Es acaso el cuadro más reproducido de Velázquez, tanto en libros como en postales, estampas (entre ellas, el aguafuerte de Goya que figura en el fondo del Retrato de Zola de Edouard Manet), calendarios, carteles, etc., hasta convertirse en un lugar común de nuestra pintura.
Mientras tanto, ensayistas como Ortega y Gasset y Eugenio d'Ors se han enfrentado con él. Suele considerarse como un trasunto de "la otra cara" de la medalla de Velázquez, una España picaresca "hermana de las desenfadadas novelas costumbristas de nuestro Siglo de Oro" (Pantorba, 1955, pág. 95). "Velázquez llegó a dominar la técnica de su arte, pintó mejor otros cuadros; en ninguno desplegó tanto vigor y tanta intensidad de expresión: por eso es entre todos sus lienzos el preferido de muchos", escribre J. O. Picón (1947, pág. 92).

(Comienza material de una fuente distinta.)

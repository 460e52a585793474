//! # kbrender
//!
//! Styled rendering for help-center article content.
//!
//! Articles arrive in one of two shapes: a rich-text editor's JSON node tree,
//! or a GitHub-flavoured markdown subset. Both are rendered into the same
//! toolkit-agnostic [`RenderedOutput`], a list of [`Block`]s holding styled
//! text runs, which the [`adapters`] then map onto a terminal.
//!
//! ## Features
//!
//! - Typed document tree with a single JSON boundary
//! - Line-oriented markdown block parser with inline formatting, links,
//!   hashtags and mentions
//! - Light and dark themes, with overrides from a TOML config file
//! - Ratatui and ANSI adapters
//!
//! ## Example
//!
//! ```rust
//! use kbrender::{Block, FormatHint, Theme, render};
//!
//! let theme = Theme::default();
//!
//! let output = render("## Billing\n\n- [x] Update card", Some(FormatHint::Markdown), &theme);
//! assert!(matches!(output.blocks[0], Block::Heading { level: 2, .. }));
//!
//! let tree = r#"{"root":{"children":[
//!     {"type":"paragraph","children":[{"type":"text","text":"Hello","format":1}]}
//! ]}}"#;
//! let output = render(tree, None, &theme);
//! assert_eq!(output.plain_text(), "Hello");
//! ```

/// Toolkit adapters for rendered output.
pub mod adapters;

/// Configuration module for persisting user preferences.
///
/// Provides the theme choice, default input format and colour overrides.
pub mod config;

/// Renderer for rich-text editor node trees.
pub mod document;

pub mod error;

/// Markdown fallback renderer.
pub mod markdown;

/// Toolkit-agnostic render descriptors.
pub mod output;

pub mod render;
pub mod style;
pub mod theme;

// Re-export commonly used types for convenience
pub use config::Config;
pub use document::{DocumentNode, DocumentRenderer};
pub use error::{ConfigError, DocumentError};
pub use markdown::{InlineMarkdownProcessor, MarkdownRenderer};
pub use output::{Block, ListMarker, RenderedOutput, StyledRun, TableRow};
pub use render::{Article, ArticleSource, FormatHint, render, render_article};
pub use style::{Color, Font, FontWeight, RunStyle, TextFormat};
pub use theme::{Theme, ThemeName};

La obra fue pintada en Madrid, según Mayer en 1626, y en parte retocada al regreso del viaje a Italia, en 1631. En todo caso, fue pagada por cédula de 22 de julio de 1629, así que es probable que fuera pintada en los meses precedentes (1628-29). Para Stirling sería anterior, de 1624.
Trapier recuerda que se ha dicho que Velázquez continuó pintando "bodegones" (o cocinas) después de su traslado a Madrid y el modo como concibe el tema mitológico del triunfo de Baco lo confirma (Trapier, 1948, pág. 139 y ss.).

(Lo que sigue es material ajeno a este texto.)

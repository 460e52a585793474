//! Colour, size and weight tokens consumed by the renderers.
//!
//! A [`Theme`] is always passed into a renderer explicitly; nothing in the
//! rendering core reads ambient theme state.

use crate::style::{Color, Font, FontWeight, RunStyle};
use serde::{Deserialize, Serialize};
use strum::{Display, EnumIter, EnumString};

/// Built-in theme presets.
#[derive(
    Debug, Clone, Copy, PartialEq, Eq, Hash, Default, Serialize, Deserialize, Display, EnumIter, EnumString,
)]
#[serde(rename_all = "PascalCase")]
#[strum(serialize_all = "PascalCase", ascii_case_insensitive)]
pub enum ThemeName {
    #[default]
    Light,
    Dark,
}

/// Default weight per block type.
///
/// Headings other than h1/h2 use `heading`; bold text runs override any of these.
#[derive(Debug, Clone, Copy, PartialEq, Serialize, Deserialize)]
pub struct BlockWeights {
    pub paragraph: FontWeight,
    pub heading: FontWeight,
    pub list: FontWeight,
    pub quote: FontWeight,
    pub table_cell: FontWeight,
    pub table_header: FontWeight,
}

impl Default for BlockWeights {
    fn default() -> Self {
        Self {
            paragraph: FontWeight::Regular,
            heading: FontWeight::Semibold,
            list: FontWeight::Regular,
            quote: FontWeight::Regular,
            table_cell: FontWeight::Regular,
            table_header: FontWeight::Semibold,
        }
    }
}

/// Point size for a heading level; anything outside 1-6 gets 20.
pub fn heading_size(level: Option<u8>) -> f32 {
    match level {
        Some(1) => 28.0,
        Some(2) => 24.0,
        Some(3) => 20.0,
        Some(4) => 18.0,
        Some(5) => 16.0,
        Some(6) => 14.0,
        _ => 20.0,
    }
}

#[derive(Debug, Clone, PartialEq)]
pub struct Theme {
    pub text: Color,
    pub secondary_text: Color,
    pub accent: Color,
    pub code_text: Color,
    pub code_background: Color,
    pub quote_bar: Color,
    pub table_header_background: Color,
    pub table_border: Color,
    pub rule: Color,
    pub list_marker: Color,
    pub checked_marker: Color,
    pub body_size: f32,
    pub code_size: f32,
    pub weights: BlockWeights,
}

impl Theme {
    pub fn from_name(name: ThemeName) -> Self {
        match name {
            ThemeName::Light => Self::light(),
            ThemeName::Dark => Self::dark(),
        }
    }

    pub fn light() -> Self {
        Self {
            text: Color::rgb(0x1c, 0x1c, 0x1e),
            secondary_text: Color::rgb(0x6e, 0x6e, 0x73),
            accent: Color::rgb(0x00, 0x7a, 0xff),
            code_text: Color::rgb(0xc4, 0x1a, 0x16),
            code_background: Color::rgb(0xf2, 0xf2, 0xf7),
            quote_bar: Color::rgb(0xc7, 0xc7, 0xcc),
            table_header_background: Color::rgb(0xe5, 0xe5, 0xea),
            table_border: Color::rgb(0xd1, 0xd1, 0xd6),
            rule: Color::rgb(0xd1, 0xd1, 0xd6),
            list_marker: Color::rgb(0x6e, 0x6e, 0x73),
            checked_marker: Color::rgb(0x34, 0xc7, 0x59),
            body_size: 16.0,
            code_size: 14.0,
            weights: BlockWeights::default(),
        }
    }

    pub fn dark() -> Self {
        Self {
            text: Color::rgb(0xf2, 0xf2, 0xf7),
            secondary_text: Color::rgb(0x98, 0x98, 0x9f),
            accent: Color::rgb(0x0a, 0x84, 0xff),
            code_text: Color::rgb(0xff, 0x9f, 0x0a),
            code_background: Color::rgb(0x2c, 0x2c, 0x2e),
            quote_bar: Color::rgb(0x48, 0x48, 0x4a),
            table_header_background: Color::rgb(0x3a, 0x3a, 0x3c),
            table_border: Color::rgb(0x48, 0x48, 0x4a),
            rule: Color::rgb(0x48, 0x48, 0x4a),
            list_marker: Color::rgb(0x98, 0x98, 0x9f),
            checked_marker: Color::rgb(0x30, 0xd1, 0x58),
            body_size: 16.0,
            code_size: 14.0,
            weights: BlockWeights::default(),
        }
    }

    /// Plain body-text style at the given weight.
    pub fn body(&self, weight: FontWeight) -> RunStyle {
        RunStyle::plain(Font::new(self.body_size, weight), self.text)
    }

    /// Heading font: bold for h1 and h2, the heading block weight otherwise.
    pub fn heading_font(&self, level: Option<u8>) -> Font {
        let weight = match level {
            Some(1 | 2) => FontWeight::Bold,
            _ => self.weights.heading,
        };
        Font::new(heading_size(level), weight)
    }

    /// Foreground and background used for inline code.
    pub fn code_colors(&self) -> (Color, Color) {
        (self.code_text, self.code_background)
    }

    /// Style of fenced code block content.
    pub fn code_block(&self) -> RunStyle {
        let mut style = RunStyle::plain(Font::monospaced(self.code_size), self.text);
        style.background = Some(self.code_background);
        style
    }

    /// Restyle `style` as link text.
    pub fn linked(&self, mut style: RunStyle) -> RunStyle {
        style.foreground = self.accent;
        style.underline = true;
        style
    }

    /// Restyle `style` as a hashtag or mention.
    pub fn tagged(&self, mut style: RunStyle) -> RunStyle {
        style.foreground = self.accent;
        if style.font.weight < FontWeight::Semibold {
            style.font.weight = FontWeight::Semibold;
        }
        style
    }
}

impl Default for Theme {
    fn default() -> Self {
        Self::light()
    }
}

En realidad y siguiendo una tradición poética española, la de la ridiculización de las fábulas mitológicas examinadas en otro lugar (Gállego, 1972, 1.ª parte) vuelve el mito del revés, como diría Ortega y Gasset o, acaso, toma modelo de la realidad más vulgar para convertirla en un bodegón a lo divino... mitológico.
La cédula de 1629 hace mención de los cien ducados pagados "por cuenta de una pintura de Baco que ha hecho para mi servicio" según dice el rey, que ordena se le abonen trescientos más por otras pinturas.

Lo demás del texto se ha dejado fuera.